Imagine my horror – therefore – to find that though we had some of the best seats in the amphitheatre (that’s the gods to you and me) – we were directly behind a young lawyer who spent both of the intervals dealing with email on her blackberry. Walking out at the end I overheard her saying to another of her party “I just couldn’t stop thinking about work”.
It could just be that ballet is not her bag. Although given the intensity of the colour, light, costumes, music and the sheer breathtaking lightness of Lamb as Juliet, it’s hard to know how. Or could it be that – useful as it is – being constantly on line, and constantly available to a world outside our immediate locale is hardening us to something that most enhances life – human experience: direct, immediate experience of the visible, tactile, audible world around us?
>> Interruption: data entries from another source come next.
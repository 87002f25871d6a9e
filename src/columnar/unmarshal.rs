// Copyright 2025 ProximaDB
//
// Licensed under the Apache License, Version 2.0 (the "License");
// you may not use this file except in compliance with the License.

//! Column Unmarshalling
//!
//! Rebuilds typed documents from a column-major search result. Row `i` of every column
//! lands in document `i`. Lengths are verified for every column before any document is
//! touched.

use serde::{Deserialize, Serialize};

use super::column::Column;
use crate::core::errors::UnmarshalError;
use crate::schema::{Document, DocumentLayout, FieldValue, SemanticType, StoreType};

const SCORES_COLUMN: &str = "<scores>";
const IDS_COLUMN: &str = "<ids>";

/// Hits returned for one query vector
#[derive(Debug, Clone, PartialEq, Default, Serialize, Deserialize)]
pub struct SearchResult {
    pub result_count: usize,
    /// Output columns, each `result_count` long
    pub fields: Vec<Column>,
    /// Similarity scores in hit order; empty when the store sent none
    pub scores: Vec<f32>,
    /// Primary keys of the hits, when sent apart from `fields`
    pub ids: Option<Column>,
}

impl SearchResult {
    pub fn new(result_count: usize, fields: Vec<Column>) -> Self {
        Self {
            result_count,
            fields,
            scores: Vec::new(),
            ids: None,
        }
    }

    pub fn with_scores(mut self, scores: Vec<f32>) -> Self {
        self.scores = scores;
        self
    }

    pub fn with_ids(mut self, ids: Column) -> Self {
        self.ids = Some(ids);
        self
    }

    pub fn column(&self, name: &str) -> Option<&Column> {
        self.fields.iter().find(|c| c.name == name)
    }

    /// Check every column and the scores against `result_count`
    pub fn validate_lengths(&self) -> Result<(), UnmarshalError> {
        let expected = self.result_count;
        let columns = self
            .ids
            .iter()
            .map(|c| (IDS_COLUMN, c.len()))
            .chain(self.fields.iter().map(|c| (c.name.as_str(), c.len())));

        for (column, actual) in columns {
            if actual != expected {
                return Err(UnmarshalError::ColumnLengthMismatch {
                    column: column.to_string(),
                    expected,
                    actual,
                });
            }
        }

        if !self.scores.is_empty() && self.scores.len() != expected {
            return Err(UnmarshalError::ColumnLengthMismatch {
                column: SCORES_COLUMN.to_string(),
                expected,
                actual: self.scores.len(),
            });
        }
        Ok(())
    }
}

/// Whether a field of type `field` can receive a `column` value, including the
/// widening pairs Int64→isize, Int32→isize and Float→f64.
pub fn accepts(field: SemanticType, column: StoreType) -> bool {
    match (field, column) {
        (SemanticType::Int, StoreType::Int64 | StoreType::Int32) => true,
        (SemanticType::Float64, StoreType::Float) => true,
        (field, column) => field.store_type() == Some(column),
    }
}

struct Assignment<'a> {
    column: &'a Column,
    field: &'a str,
    field_type: SemanticType,
}

impl Assignment<'_> {
    fn mismatch(&self) -> UnmarshalError {
        UnmarshalError::FieldTypeMismatch {
            field: self.field.to_string(),
            column_type: self.column.store_type().to_string(),
            field_type: self.field_type.to_string(),
        }
    }
}

fn plan<'a>(
    layout: &'a DocumentLayout,
    result: &'a SearchResult,
) -> Result<Vec<Assignment<'a>>, UnmarshalError> {
    let primary_key = layout
        .descriptors()
        .iter()
        .find(|d| d.is_primary_key)
        .map(|d| d.name.as_str());

    let mut ordered: Vec<(&'a Column, &'a str)> = Vec::new();
    if let (Some(ids), Some(key)) = (&result.ids, primary_key) {
        ordered.push((ids, key));
    }
    for column in &result.fields {
        if Some(column.name.as_str()) == primary_key {
            if result.ids.is_some() {
                continue;
            }
            ordered.insert(0, (column, column.name.as_str()));
        } else {
            ordered.push((column, column.name.as_str()));
        }
    }

    // Only outbound fields and the primary key may receive result values
    let mut assignments = Vec::with_capacity(ordered.len());
    for (column, field) in ordered {
        let Some(descriptor) = layout
            .descriptor(field)
            .filter(|d| d.is_outbound || d.is_primary_key)
        else {
            continue;
        };
        let assignment = Assignment {
            column,
            field: descriptor.name.as_str(),
            field_type: descriptor.semantic_type,
        };
        if column.store_type() == StoreType::Json {
            return Err(UnmarshalError::UnsupportedColumnType {
                field: field.to_string(),
                column_type: StoreType::Json.to_string(),
            });
        }
        if !accepts(assignment.field_type, column.store_type()) {
            return Err(assignment.mismatch());
        }
        assignments.push(assignment);
    }
    Ok(assignments)
}

/// Rebuild `result.result_count` documents from one result
pub fn unmarshal<T: Document>(
    layout: &DocumentLayout,
    result: &SearchResult,
) -> Result<Vec<T>, UnmarshalError> {
    result.validate_lengths()?;
    if result.result_count == 0 {
        return Ok(Vec::new());
    }

    let assignments = plan(layout, result)?;
    let mut documents: Vec<T> = (0..result.result_count).map(|_| T::default()).collect();

    for assignment in &assignments {
        for (row, document) in documents.iter_mut().enumerate() {
            let value = assignment.column.value_at(row).ok_or_else(|| {
                UnmarshalError::ColumnLengthMismatch {
                    column: assignment.column.name.clone(),
                    expected: result.result_count,
                    actual: row,
                }
            })?;
            let value = value
                .coerce_to(assignment.field_type)
                .ok_or_else(|| assignment.mismatch())?;
            document
                .set_field_value(assignment.field, value)
                .map_err(|_| assignment.mismatch())?;
        }
    }

    if let Some(score_field) = layout.score_field() {
        for (document, score) in documents.iter_mut().zip(&result.scores) {
            let value = match score_field.semantic_type {
                SemanticType::Float64 => FieldValue::Double(f64::from(*score)),
                _ => FieldValue::Float(*score),
            };
            document
                .set_field_value(&score_field.name, value)
                .map_err(|rejected| UnmarshalError::FieldTypeMismatch {
                    field: score_field.name.clone(),
                    column_type: rejected.semantic_type().to_string(),
                    field_type: score_field.semantic_type.to_string(),
                })?;
        }
    }

    Ok(documents)
}

/// Rebuild documents for each query of a batched search, in query order
pub fn unmarshal_batch<T: Document>(
    layout: &DocumentLayout,
    results: &[SearchResult],
) -> Result<Vec<Vec<T>>, UnmarshalError> {
    results.iter().map(|r| unmarshal(layout, r)).collect()
}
Something in me is deeply disquieted – and somewhere in what my mother calls my "back brain” there’s a gnawing consciousness that as a society and in our businesses we need to prize experience. Not to do so will be to collaborate in a gradual deadening to what is physically immediate. I can't help wondering if the start of such a slow death is somehow bound up in the current woes of Western economies – whether it be in the retail sector where people simply aren’t parting with money on the high street (except – ironically – for the experience of drinking coffee in Costa, Starbucks and Café Nero) or in other struggling manufacturing and commercial sectors.
And the fact that it is lurking there in the background makes me think that experience is going to be my recurring theme for 2012. Let's hope I can be more than a Jeremiah on the subject - but somehow link together my thoughts and observations to some mutual use.